Energy savings and the use of renewable energy have been fundamental energy management objectives of the pulp, paper, packaging and wood products manufacturing industry for decades. The industry is a leader in the use of renewable energy and highly-efficient combined heat and power (CHP), or cogeneration.
- Pulp, paper, packaging and wood products facilities account for 62 percent of the renewable biomass energy consumed by facilities in manufacturing sectors.
- Since 1990, AF&PA members decreased purchased energy (mostly fossil fuels) use in their pulp and paper mills by 25 percent.
- Pulp, paper, packaging and wood products mills produce 30 percent of the CHP electricity generated by manufacturing facilities. In fact, 96 percent of electricity produced by the industry is CHP-generated.

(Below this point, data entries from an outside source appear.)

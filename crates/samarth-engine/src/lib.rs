//! Samarth Question-Answering Engine
//!
//! Answers natural-language questions about data.gov.in tables (state
//! finances, crop and rainfall statistics) with a small rule-based analysis
//! over whatever table the data workflow returns.
//!
//! # Overview
//!
//! A question goes through two stages:
//!
//! - **Fetching**: the question and an API key are POSTed to a workflow
//!   webhook, which picks a dataset and answers with records, a title and a
//!   resource id ([`fetch`])
//! - **Analysis**: the question is routed by keyword to a routine
//!   ([`router`], [`routines`]) that resolves loosely named columns
//!   ([`columns`]), extracts states and fiscal years ([`entities`]), and
//!   renders markdown with a source citation ([`reporting`])
//!
//! The [`AnalysisEngine`] never fails: when a routine cannot complete, the
//! answer explains why and falls back to a generic summary of the table.
//! Fetch errors, on the other hand, are reported verbatim since they need
//! fixing outside the engine.
//!
//! # Quick Start
//!
//! ```rust,ignore
//! use samarth_engine::{AnalysisEngine, Conversation, Credentials, QueryHandler};
//! use samarth_engine::fetch::WebhookSource;
//! use std::sync::Arc;
//!
//! let handler = QueryHandler::new(
//!     AnalysisEngine::default(),
//!     Arc::new(WebhookSource::new()?),
//! );
//! let credentials = Credentials::new(Some(api_key), Some(webhook_url));
//!
//! let outcome = handler.handle(
//!     Conversation::new(),
//!     "Share of Union Taxes for Telangana and Karnataka in the last two years",
//!     &credentials,
//! );
//!
//! if let Some(turn) = outcome.conversation.last() {
//!     println!("{}", turn.content);
//! }
//! ```
//!
//! # Offline Analysis
//!
//! The engine works on any [`Dataset`], so a saved workflow response can be
//! analysed without a network:
//!
//! ```rust,ignore
//! use samarth_engine::{AnalysisEngine, fetch::parse_body};
//!
//! let dataset = parse_body(&std::fs::read_to_string("response.json")?)?;
//! let answer = AnalysisEngine::default().answer("compare rainfall by crop", &dataset);
//! println!("{}\n\nView Data Source: {}", answer.markdown, answer.citation);
//! ```
//!
//! # Configuration
//!
//! ```rust,ignore
//! use samarth_engine::{EngineConfig, SummaryScope};
//!
//! let config = EngineConfig::builder()
//!     .summary_scope(SummaryScope::Head(10))
//!     .default_states(["Kerala", "Tamil Nadu"])
//!     .build()?;
//! ```

pub mod columns;
pub mod config;
pub mod dataset;
pub mod engine;
pub mod entities;
pub mod error;
pub mod fetch;
pub mod reporting;
pub mod router;
pub mod routines;
pub mod session;
pub mod utils;

// Re-exports for convenient access
pub use columns::SemanticField;
pub use config::{ConfigValidationError, EngineConfig, EngineConfigBuilder, SummaryScope};
pub use dataset::Dataset;
pub use engine::{AnalysisEngine, Answer};
pub use entities::{EntityError, EntityFilter};
pub use error::{ErrorCategory, Result as SamarthResult, ResultExt, SamarthError};
pub use fetch::{ClosureSource, DatasetSource, FetchRequest};
pub use reporting::{Citation, TableSnapshot, render_table};
pub use router::{Intent, KeywordRule, Router};
pub use routines::{AnalysisContext, AnalysisFault, AnalysisResult, AnalysisRoutine};
pub use session::{Conversation, Credentials, QueryHandler, QueryOutcome, Role, Turn};
pub use utils::{Numeric, normalize_any, normalize_column, normalize_str};
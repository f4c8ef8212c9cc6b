//! Mapping logical fields onto whatever a dataset actually calls them.
//!
//! Government tables name the same concept many ways (`state`,
//! `State Name`, `state_name`). A [`SemanticField`] carries a static alias
//! list in priority order; [`resolve`] finds the first alias present in a
//! dataset.

mod resolver;

pub use resolver::{find_fiscal_year_column, resolve, resolve_in, year_like_columns};

use serde::{Deserialize, Serialize};
use std::fmt;

/// A logical column role the analysis routines ask for.
#[derive(Debug, Clone, Copy, PartialEq, Eq, Hash, Serialize, Deserialize)]
#[serde(rename_all = "snake_case")]
pub enum SemanticField {
    State,
    District,
    Year,
    Crop,
    Production,
    Rainfall,
}

impl SemanticField {
    /// All fields, in declaration order.
    pub const ALL: [SemanticField; 6] = [
        SemanticField::State,
        SemanticField::District,
        SemanticField::Year,
        SemanticField::Crop,
        SemanticField::Production,
        SemanticField::Rainfall,
    ];

    /// Known column spellings, highest priority first.
    pub fn aliases(self) -> &'static [&'static str] {
        match self {
            SemanticField::State => &["state", "statename", "state_name"],
            SemanticField::District => &["district", "districtname", "district_name"],
            SemanticField::Year => &["year", "year_code", "financial_year"],
            SemanticField::Crop => &["crop", "crop_name", "commodity"],
            SemanticField::Production => &[
                "production",
                "production_volume_tonnes",
                "production_metric_tonnes",
                "value",
                "yield",
            ],
            SemanticField::Rainfall => &[
                "rainfall",
                "avg_annual_rainfall_mm",
                "actual_rainfall",
                "rainfall_mm",
            ],
        }
    }

    pub fn as_str(self) -> &'static str {
        match self {
            SemanticField::State => "state",
            SemanticField::District => "district",
            SemanticField::Year => "year",
            SemanticField::Crop => "crop",
            SemanticField::Production => "production",
            SemanticField::Rainfall => "rainfall",
        }
    }
}

impl fmt::Display for SemanticField {
    fn fmt(&self, f: &mut fmt::Formatter<'_>) -> fmt::Result {
        f.write_str(self.as_str())
    }
}
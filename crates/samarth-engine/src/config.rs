//! Configuration types for the analysis engine.
//!
//! This module provides configuration options using the builder pattern
//! for flexible and ergonomic engine setup.

use crate::entities::{DEFAULT_FISCAL_YEARS, DEFAULT_STATES};
use once_cell::sync::Lazy;
use regex::Regex;
use serde::{Deserialize, Serialize};

/// Column looked up verbatim when no state alias matches.
pub const DEFAULT_STATE_COLUMN: &str = "state_name";

/// Rows shown by the generic summary unless configured otherwise.
pub const DEFAULT_PREVIEW_ROWS: usize = 5;

static FISCAL_YEAR_LABEL: Lazy<Regex> =
    Lazy::new(|| Regex::new(r"^\d{4}-\d{2}$").expect("Invalid regex: fiscal year label"));

/// How much of the table the generic summary renders.
#[derive(Debug, Clone, Copy, PartialEq, Eq, Serialize, Deserialize)]
pub enum SummaryScope {
    /// The first `n` records.
    Head(usize),
    /// Every record.
    All,
}

impl Default for SummaryScope {
    fn default() -> Self {
        SummaryScope::Head(DEFAULT_PREVIEW_ROWS)
    }
}

/// Configuration for the analysis engine.
///
/// Use [`EngineConfig::builder()`] to create a new configuration
/// with fluent API.
///
/// # Example
///
/// ```rust,ignore
/// use samarth_engine::config::{EngineConfig, SummaryScope};
///
/// let config = EngineConfig::builder()
///     .summary_scope(SummaryScope::All)
///     .default_states(["Kerala", "Punjab"])
///     .build()?;
/// ```
#[derive(Debug, Clone, PartialEq, Eq, Serialize, Deserialize)]
pub struct EngineConfig {
    /// How many rows the generic summary shows.
    /// Default: first 5 rows
    pub summary_scope: SummaryScope,

    /// States used when a question names none.
    /// Default: Telangana, Karnataka
    pub default_states: Vec<String>,

    /// Fiscal-year labels used when a question names no year.
    /// Default: 2016-17, 2017-18
    pub default_fiscal_years: Vec<String>,

    /// Column name tried verbatim for tax tables when no state alias matches.
    /// Default: "state_name"
    pub state_column_fallback: String,
}

impl Default for EngineConfig {
    fn default() -> Self {
        Self {
            summary_scope: SummaryScope::default(),
            default_states: DEFAULT_STATES.iter().map(|s| s.to_string()).collect(),
            default_fiscal_years: DEFAULT_FISCAL_YEARS.iter().map(|s| s.to_string()).collect(),
            state_column_fallback: DEFAULT_STATE_COLUMN.to_string(),
        }
    }
}

impl EngineConfig {
    /// Create a new configuration builder.
    pub fn builder() -> EngineConfigBuilder {
        EngineConfigBuilder::default()
    }

    /// Validate the configuration and return errors if invalid.
    pub fn validate(&self) -> Result<(), ConfigValidationError> {
        if self.summary_scope == SummaryScope::Head(0) {
            return Err(ConfigValidationError::EmptyPreview);
        }

        if self.default_states.is_empty() {
            return Err(ConfigValidationError::EmptyDefaults("default_states".to_string()));
        }

        if self.default_fiscal_years.is_empty() {
            return Err(ConfigValidationError::EmptyDefaults(
                "default_fiscal_years".to_string(),
            ));
        }

        if let Some(bad) = self
            .default_fiscal_years
            .iter()
            .find(|label| !FISCAL_YEAR_LABEL.is_match(label))
        {
            return Err(ConfigValidationError::InvalidFiscalYear(bad.clone()));
        }

        if self.state_column_fallback.trim().is_empty() {
            return Err(ConfigValidationError::EmptyDefaults(
                "state_column_fallback".to_string(),
            ));
        }

        Ok(())
    }
}

/// Errors that can occur during configuration validation.
#[derive(Debug, thiserror::Error, PartialEq, Eq)]
pub enum ConfigValidationError {
    #[error("Summary preview must show at least one row")]
    EmptyPreview,

    #[error("'{0}' must not be empty")]
    EmptyDefaults(String),

    #[error("Invalid fiscal year label '{0}' (expected YYYY-YY)")]
    InvalidFiscalYear(String),

    #[error("Invalid timeout: {0} seconds (must be at least 1)")]
    InvalidTimeout(u64),
}

/// Builder for [`EngineConfig`] with fluent API.
#[derive(Debug, Default)]
pub struct EngineConfigBuilder {
    summary_scope: Option<SummaryScope>,
    default_states: Option<Vec<String>>,
    default_fiscal_years: Option<Vec<String>>,
    state_column_fallback: Option<String>,
}

impl EngineConfigBuilder {
    /// Set how many rows the generic summary renders.
    pub fn summary_scope(mut self, scope: SummaryScope) -> Self {
        self.summary_scope = Some(scope);
        self
    }

    /// Set the states used when a question names none.
    pub fn default_states<I, S>(mut self, states: I) -> Self
    where
        I: IntoIterator<Item = S>,
        S: Into<String>,
    {
        self.default_states = Some(states.into_iter().map(Into::into).collect());
        self
    }

    /// Set the fiscal-year labels used when a question names no year.
    pub fn default_fiscal_years<I, S>(mut self, labels: I) -> Self
    where
        I: IntoIterator<Item = S>,
        S: Into<String>,
    {
        self.default_fiscal_years = Some(labels.into_iter().map(Into::into).collect());
        self
    }

    /// Set the verbatim state column used by the tax routine.
    pub fn state_column_fallback(mut self, column: impl Into<String>) -> Self {
        self.state_column_fallback = Some(column.into());
        self
    }

    /// Build the configuration.
    ///
    /// Returns a validated `EngineConfig` or an error if validation fails.
    pub fn build(self) -> Result<EngineConfig, ConfigValidationError> {
        let defaults = EngineConfig::default();
        let config = EngineConfig {
            summary_scope: self.summary_scope.unwrap_or(defaults.summary_scope),
            default_states: self.default_states.unwrap_or(defaults.default_states),
            default_fiscal_years: self
                .default_fiscal_years
                .unwrap_or(defaults.default_fiscal_years),
            state_column_fallback: self
                .state_column_fallback
                .unwrap_or(defaults.state_column_fallback),
        };

        config.validate()?;
        Ok(config)
    }
}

Despite being the largest user of renewable biomass energy in the manufacturing sector, purchased energy remains a major manufacturing cost for the forest and paper industry.
- AF&PA supports policies that
- Reduce the cost of energy by encouraging fuel diversity, increasing access to supplies both on and offshore, investing in breakthrough technologies, and promoting conservation.
- Encourage power generation from highly-efficient energy sources, such as cogeneration facilities.
- Fairly compensate demand response resources, which are a cost-effective way to reduce electricity demand, thereby reducing costs for all rate payers.
- EPA’s final greenhouse gas (GHG) regulation of existing electric utilities under the Clean Air Act could increase energy costs, decrease the reliability of the electric system, and set adverse precedent for potential GHG regulation of our industry.
- As the nation confronts the challenge of upgrading its electrical transmission infrastructure, care must be taken to ensure that upgrades are based on sound economic analysis and that their costs are paid for in a fair and equitable manner.
While the industry is a leader in the use of renewable biomass for energy, it is also concerned about the new demands being imposed on the resource from market-distorting government mandates and incentives.